Starting your career as a dental associate with the goal of eventually buying into or fully purchasing the practice is a smart, strategic move—but only if it’s approached the right way. Many dentists assume they can "prove themselves" over time and eventually strike a deal for ownership. Unfortunately, that approach often leaves associates blindsided when the practice is sold to someone else, or worse, when the relationship with the owner breaks down without a clear path forward. If ownership is on your radar, your contract needs to reflect those intentions from the very beginning. A handshake or vague understanding simply isn’t enough.
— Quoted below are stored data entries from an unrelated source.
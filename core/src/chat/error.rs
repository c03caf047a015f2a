use thiserror::Error;

/// The single error type surfaced by every [`ChatModel`](super::ChatModel) operation.
///
/// Callers distinguish causes by variant (or by the rendered message); there is no
/// separate numeric error code.
#[derive(Debug, Error, Clone, PartialEq, Eq)]
pub enum GenerationError {
    /// The provider rejected the shape or parameters of the request, or the request
    /// failed validation before being sent.
    #[error("Error: {0}")]
    InvalidRequest(String),

    /// The configured credential was refused. The provider's own message is not kept.
    #[error("Error: The provided OpenAI api key is invalid")]
    Authentication,

    /// Anything else: network failures, rate limits, provider outages, undecodable
    /// responses, broken streams.
    #[error("Retrying LLM call {0}")]
    Transient(String),

    /// The adapter could not be constructed from the given parameters.
    #[error("Invalid configuration: {0}")]
    Configuration(String),
}

impl GenerationError {
    pub fn invalid_request(detail: impl Into<String>) -> Self {
        Self::InvalidRequest(detail.into())
    }

    pub fn transient(detail: impl std::fmt::Display) -> Self {
        Self::Transient(detail.to_string())
    }
}
// ============== OpenAI Chat Completions Wire Types ==============
// These structs mirror the `/chat/completions` request, response and stream chunk.

use parley_core::chat::Message;
use serde::{Deserialize, Serialize};

#[derive(Serialize, Debug, Clone, PartialEq)]
pub struct ChatCompletionRequest {
    pub model: String,
    pub temperature: f32,
    pub max_tokens: u32,
    pub messages: Vec<Message>,
    #[serde(skip_serializing_if = "Option::is_none")]
    pub stream: Option<bool>,
}

#[derive(Deserialize, Debug, Clone, PartialEq)]
pub struct ChatCompletionResponse {
    #[serde(default)]
    pub id: String,
    #[serde(default)]
    pub model: String,
    #[serde(default)]
    pub choices: Vec<Choice>,
    #[serde(default)]
    pub usage: Option<Usage>,
}

#[derive(Deserialize, Debug, Clone, PartialEq)]
pub struct Choice {
    #[serde(default)]
    pub index: u32,
    pub message: ResponseMessage,
    #[serde(default)]
    pub finish_reason: Option<String>,
}

#[derive(Deserialize, Debug, Clone, PartialEq)]
pub struct ResponseMessage {
    #[serde(default)]
    pub role: Option<String>,
    /// Null when the model answered with something other than text.
    #[serde(default)]
    pub content: Option<String>,
}

#[derive(Serialize, Deserialize, Debug, Clone, PartialEq, Eq, Default)]
pub struct Usage {
    pub prompt_tokens: u32,
    pub completion_tokens: u32,
    pub total_tokens: u32,
}

/// One event of a streamed completion, exactly as the provider sent it.
#[derive(Serialize, Deserialize, Debug, Clone, PartialEq)]
pub struct ChatCompletionChunk {
    pub id: String,
    #[serde(default)]
    pub object: String,
    #[serde(default)]
    pub created: u64,
    #[serde(default)]
    pub model: String,
    /// Empty on usage-only chunks.
    #[serde(default)]
    pub choices: Vec<ChunkChoice>,
    #[serde(default, skip_serializing_if = "Option::is_none")]
    pub usage: Option<Usage>,
}

impl ChatCompletionChunk {
    /// The text carried by the first choice, if this chunk has any.
    pub fn content_delta(&self) -> Option<&str> {
        self.choices.first()?.delta.content.as_deref()
    }

    pub fn finish_reason(&self) -> Option<&str> {
        self.choices.first()?.finish_reason.as_deref()
    }
}

#[derive(Serialize, Deserialize, Debug, Clone, PartialEq)]
pub struct ChunkChoice {
    #[serde(default)]
    pub index: u32,
    #[serde(default)]
    pub delta: ChunkDelta,
    #[serde(default)]
    pub finish_reason: Option<String>,
}

#[derive(Serialize, Deserialize, Debug, Clone, PartialEq, Default)]
pub struct ChunkDelta {
    #[serde(default, skip_serializing_if = "Option::is_none")]
    pub role: Option<String>,
    #[serde(default, skip_serializing_if = "Option::is_none")]
    pub content: Option<String>,
}

#[cfg(test)]
mod tests {
    use super::*;
    use serde_json::json;

    #[test]
    fn request_omits_stream_flag_unless_set() {
        let mut request = ChatCompletionRequest {
            model: "gpt-3.5-turbo".to_string(),
            temperature: 0.0,
            max_tokens: 1000,
            messages: vec![Message::system("Be brief."), Message::user("Hi")],
            stream: None,
        };
        assert_eq!(
            serde_json::to_value(&request).unwrap(),
            json!({
                "model": "gpt-3.5-turbo",
                "temperature": 0.0,
                "max_tokens": 1000,
                "messages": [
                    { "role": "system", "content": "Be brief." },
                    { "role": "user", "content": "Hi" }
                ]
            })
        );

        request.stream = Some(true);
        assert_eq!(serde_json::to_value(&request).unwrap()["stream"], json!(true));
    }

    #[test]
    fn chunk_delta_accessors() {
        let role_only: ChatCompletionChunk = serde_json::from_value(json!({
            "id": "chatcmpl-1", "object": "chat.completion.chunk", "created": 1, "model": "gpt-3.5-turbo",
            "choices": [{ "index": 0, "delta": { "role": "assistant" }, "finish_reason": null }]
        }))
        .unwrap();
        assert_eq!(role_only.content_delta(), None);

        let text: ChatCompletionChunk = serde_json::from_value(json!({
            "id": "chatcmpl-1", "object": "chat.completion.chunk", "created": 1, "model": "gpt-3.5-turbo",
            "choices": [{ "index": 0, "delta": { "content": "Hel" }, "finish_reason": null }]
        }))
        .unwrap();
        assert_eq!(text.content_delta(), Some("Hel"));

        let finished: ChatCompletionChunk = serde_json::from_value(json!({
            "id": "chatcmpl-1", "choices": [{ "index": 0, "delta": {}, "finish_reason": "stop" }]
        }))
        .unwrap();
        assert_eq!(finished.content_delta(), None);
        assert_eq!(finished.finish_reason(), Some("stop"));

        let usage_only: ChatCompletionChunk = serde_json::from_value(json!({
            "id": "chatcmpl-1", "choices": [],
            "usage": { "prompt_tokens": 5, "completion_tokens": 2, "total_tokens": 7 }
        }))
        .unwrap();
        assert_eq!(usage_only.content_delta(), None);
        assert_eq!(usage_only.usage.unwrap().total_tokens, 7);
    }
}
Clarify Intentions from the Start
Transparency is essential when you're entering a role with long-term plans in mind. Letting the owner know upfront that you're interested in purchasing the practice shows maturity, commitment, and a desire to grow within their business. Ideally, this conversation should happen during your interview or at the very latest while negotiating your contract. The earlier it's addressed, the more seriously your interest will be taken. Some practice owners may not be thinking about selling yet, while others may already be planning their exit. Either way, openly stating your intentions helps align expectations on both sides and creates space for meaningful discussions around ownership, timelines, and succession.
Ask for a Buy-In Clause
Even if the details of the purchase aren’t fully ironed out yet, your employment contract should include a clear clause that outlines the parties' intent to explore a future buy-in or full sale. This clause can provide a framework for entering into good-faith negotiations within a specific period or after certain performance milestones have been reached. It can also state that the owner agrees not to entertain offers from other buyers without giving you the first right of refusal. Without this kind of legal language, there’s nothing preventing the practice from being sold to a third party—even if you've invested years building patient relationships and integrating into the practice.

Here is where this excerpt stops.